Vanessa Van Edwards is the lead investigator at the Science of People – a human behavior research lab. As a published author and speaker she runs original research experiments on topics such as the science of attraction, human lie detection, body language hacks, and other people skills. Her latest book, Captivate: The Science of Succeeding With People, was chosen as one of Apple’s Most Anticipated Books of 2017.
Have you ever had a conversation with someone or given a presentation and watched as people’s attention slowly stopped focusing on you and began drifting elsewhere? It’s a super awkward experience that can leave you feeling like you’re not worthy of being listened to. Chances are, however, it’s not what you said that failed to engage your audience but rather the tone of voice you used.
As a human behavior investigator, I have spent the last ten years studying the Science of People in my human behavior research lab. In my new book, Captivate, I present a completely different approach to interacting with people. I think that everyone has the potential to be highly charismatic and influential – one of the most important skills to do that is being able to speak effectively.
The number one reason why people lose the attention of the people they’re speaking to is because they lack vocal power. Vocal power is when your voice has the energy and strength to make audiences not only hear you, but listen. You can think of it as the difference in voice between someone with severe social anxiety compared to an experienced public speaker.
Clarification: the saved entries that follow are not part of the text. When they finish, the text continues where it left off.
use crate::protocol::TypeCode;

use super::signature_error::SignatureErrorKind;
use super::{SignatureError, TypeNode, MAX_CONTAINER_DEPTH, MAX_SIGNATURE};

/// Parse a concatenation of complete types, such as a message body
/// signature.
///
/// The whole input is consumed; an empty input yields an empty sequence.
///
/// # Examples
///
/// ```
/// use wirebus::signature;
///
/// let nodes = signature::parse("susai")?;
/// assert_eq!(nodes.len(), 4);
/// # Ok::<_, wirebus::SignatureError>(())
/// ```
pub fn parse(signature: &str) -> Result<Vec<TypeNode>, SignatureError> {
    if signature.len() > MAX_SIGNATURE {
        return Err(SignatureError::new(SignatureErrorKind::SignatureTooLong(
            signature.len(),
        )));
    }

    let mut nodes = Vec::new();
    let mut rest = signature.as_bytes();

    while !rest.is_empty() {
        let (node, tail) = parse_one_inner(rest, 0)?;
        nodes.push(node);
        rest = tail;
    }

    Ok(nodes)
}

/// Parse exactly one complete type, returning the node and the unparsed
/// remainder of the input.
///
/// # Examples
///
/// ```
/// use wirebus::signature;
///
/// let (node, rest) = signature::parse_one("ii")?;
/// assert_eq!(node.to_string(), "i");
/// assert_eq!(rest, "i");
/// # Ok::<_, wirebus::SignatureError>(())
/// ```
pub fn parse_one(signature: &str) -> Result<(TypeNode, &str), SignatureError> {
    if signature.len() > MAX_SIGNATURE {
        return Err(SignatureError::new(SignatureErrorKind::SignatureTooLong(
            signature.len(),
        )));
    }

    let (node, rest) = parse_one_inner(signature.as_bytes(), 0)?;
    let consumed = signature.len() - rest.len();
    Ok((node, &signature[consumed..]))
}

/// Parse exactly one complete type and require that nothing follows it.
///
/// # Examples
///
/// ```
/// use wirebus::signature;
///
/// assert!(signature::parse_single("a{sv}").is_ok());
/// assert!(signature::parse_single("uu").is_err());
/// ```
pub fn parse_single(signature: &str) -> Result<TypeNode, SignatureError> {
    let (node, rest) = parse_one(signature)?;

    if !rest.is_empty() {
        return Err(SignatureError::new(SignatureErrorKind::TrailingInput));
    }

    Ok(node)
}

fn parse_one_inner(input: &[u8], depth: usize) -> Result<(TypeNode, &[u8]), SignatureError> {
    if depth > MAX_CONTAINER_DEPTH {
        return Err(SignatureError::new(SignatureErrorKind::ExceededMaximumDepth));
    }

    let Some((&code, rest)) = input.split_first() else {
        return Err(SignatureError::new(SignatureErrorKind::EmptySignature));
    };

    match code {
        b'a' => parse_array(rest, depth),
        b'(' => parse_struct(rest, depth),
        b'{' => Err(SignatureError::new(
            SignatureErrorKind::DictEntryNotInsideArray,
        )),
        b')' => Err(SignatureError::new(
            SignatureErrorKind::StructEndedButNotStarted,
        )),
        b'}' => Err(SignatureError::new(
            SignatureErrorKind::DictEndedButNotStarted,
        )),
        _ => {
            let code = TypeCode(code);

            if !code.is_basic() && code != TypeCode::VARIANT {
                return Err(SignatureError::new(SignatureErrorKind::UnknownTypeCode(
                    code.0,
                )));
            }

            Ok((TypeNode::Basic(code), rest))
        }
    }
}

fn parse_array(rest: &[u8], depth: usize) -> Result<(TypeNode, &[u8]), SignatureError> {
    match rest.first() {
        None | Some(b')') | Some(b'}') => Err(SignatureError::new(
            SignatureErrorKind::MissingArrayElementType,
        )),
        Some(b'{') => parse_dict(&rest[1..], depth),
        Some(..) => {
            let (element, tail) = parse_one_inner(rest, depth + 1)?;
            Ok((TypeNode::Array(Box::new(element)), tail))
        }
    }
}

fn parse_struct(mut rest: &[u8], depth: usize) -> Result<(TypeNode, &[u8]), SignatureError> {
    let mut fields = Vec::new();

    loop {
        match rest.first() {
            None => {
                return Err(SignatureError::new(SignatureErrorKind::UnclosedGroup(
                    b')',
                )))
            }
            Some(b')') => {
                rest = &rest[1..];
                break;
            }
            Some(..) => {
                let (field, tail) = parse_one_inner(rest, depth + 1)?;
                fields.push(field);
                rest = tail;
            }
        }
    }

    if fields.is_empty() {
        return Err(SignatureError::new(SignatureErrorKind::StructHasNoFields));
    }

    Ok((TypeNode::Struct(fields), rest))
}

fn parse_dict(rest: &[u8], depth: usize) -> Result<(TypeNode, &[u8]), SignatureError> {
    let Some((&key, rest)) = rest.split_first() else {
        return Err(SignatureError::new(SignatureErrorKind::UnclosedGroup(b'}')));
    };

    let key = TypeCode(key);

    if !key.is_basic() || key == TypeCode::VARIANT {
        return Err(SignatureError::new(
            SignatureErrorKind::DictKeyMustBeBasicType,
        ));
    }

    let (value, rest) = parse_one_inner(rest, depth + 1)?;

    match rest.first() {
        Some(b'}') => Ok((TypeNode::Dict(key, Box::new(value)), &rest[1..])),
        Some(..) => Err(SignatureError::new(
            SignatureErrorKind::DictEntryHasTooManyFields,
        )),
        None => Err(SignatureError::new(SignatureErrorKind::UnclosedGroup(b'}'))),
    }
}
Vocal power plays an influential role in your ability to capture your audience’s attention because people judge speakers based on their tone more than their verbal content. The research firm Quantified Communications had 1,000 ordinary listeners and ten communication experts evaluate speeches from 120 executives and discovered that voice quality accounted for twenty-three percent of listeners’ perceptions of the speeches; in comparison, the actual words spoken accounted for only eleven percent of listeners’ judgements of the executives.
Here are four ways to increase your vocal power:
Avoid the question inflection.
This is when your voice gets higher at the end of your statements making them sound like questions. For example, if I introduced myself with the question inflection it would sound like “My name is Vanessa?” Instead, you want to make it authoritative by going down at the end of the sentence. “My name is Vanessa.” An easy way to avoid the question inflection is to take a deep breath and begin speaking on the outbreath. This prevents the sudden intake of air that causes your voice to rise.
Let your passion be heard.
Excitement is contagious and when you allow it to fill your voice it commands your audience’s attention and creates vocal variation that makes you more interesting to listen to. This is why people are more likely to be engaged by a high-energy motivational speaker who shares mostly cliché advice than they are by an expert who shares their groundbreaking research with a calculated, monotone voice.
Warning: Don’t fake passion. This strategy works only if you’re talking about something you are genuinely excited about and could reasonably be exciting for your audience.
Practice pausing when you speak.
When people are nervous or if they are naturally fast talkers, they can easily share multiple paragraphs worth of information without taking a break. This causes two problems for the audience: First, it is difficult for them to process so much new information so rapidly, and two, speaking quickly can cause people’s voices to crack because they are not taking in enough oxygen. Both of these issues are an incentive for audiences to tune out. To prevent this, practice pausing for a breath every time you finish a point. This also gives your audience an opportunity to engage by responding to what you said.
Keep the volume of your voice steady.
One of the vocal variations that listeners in the study reported as annoying was people who spoke louder than what is necessary for the situation. Even if it is not the individual’s intent, when we hear someone raise the volume of their voice and/or consistently speak louder than others in the area, we get the impression that they are yelling. In conversations, match the volume level of the people you are speaking with, and in presentations, speak just loudly enough so the people in the back can hear you.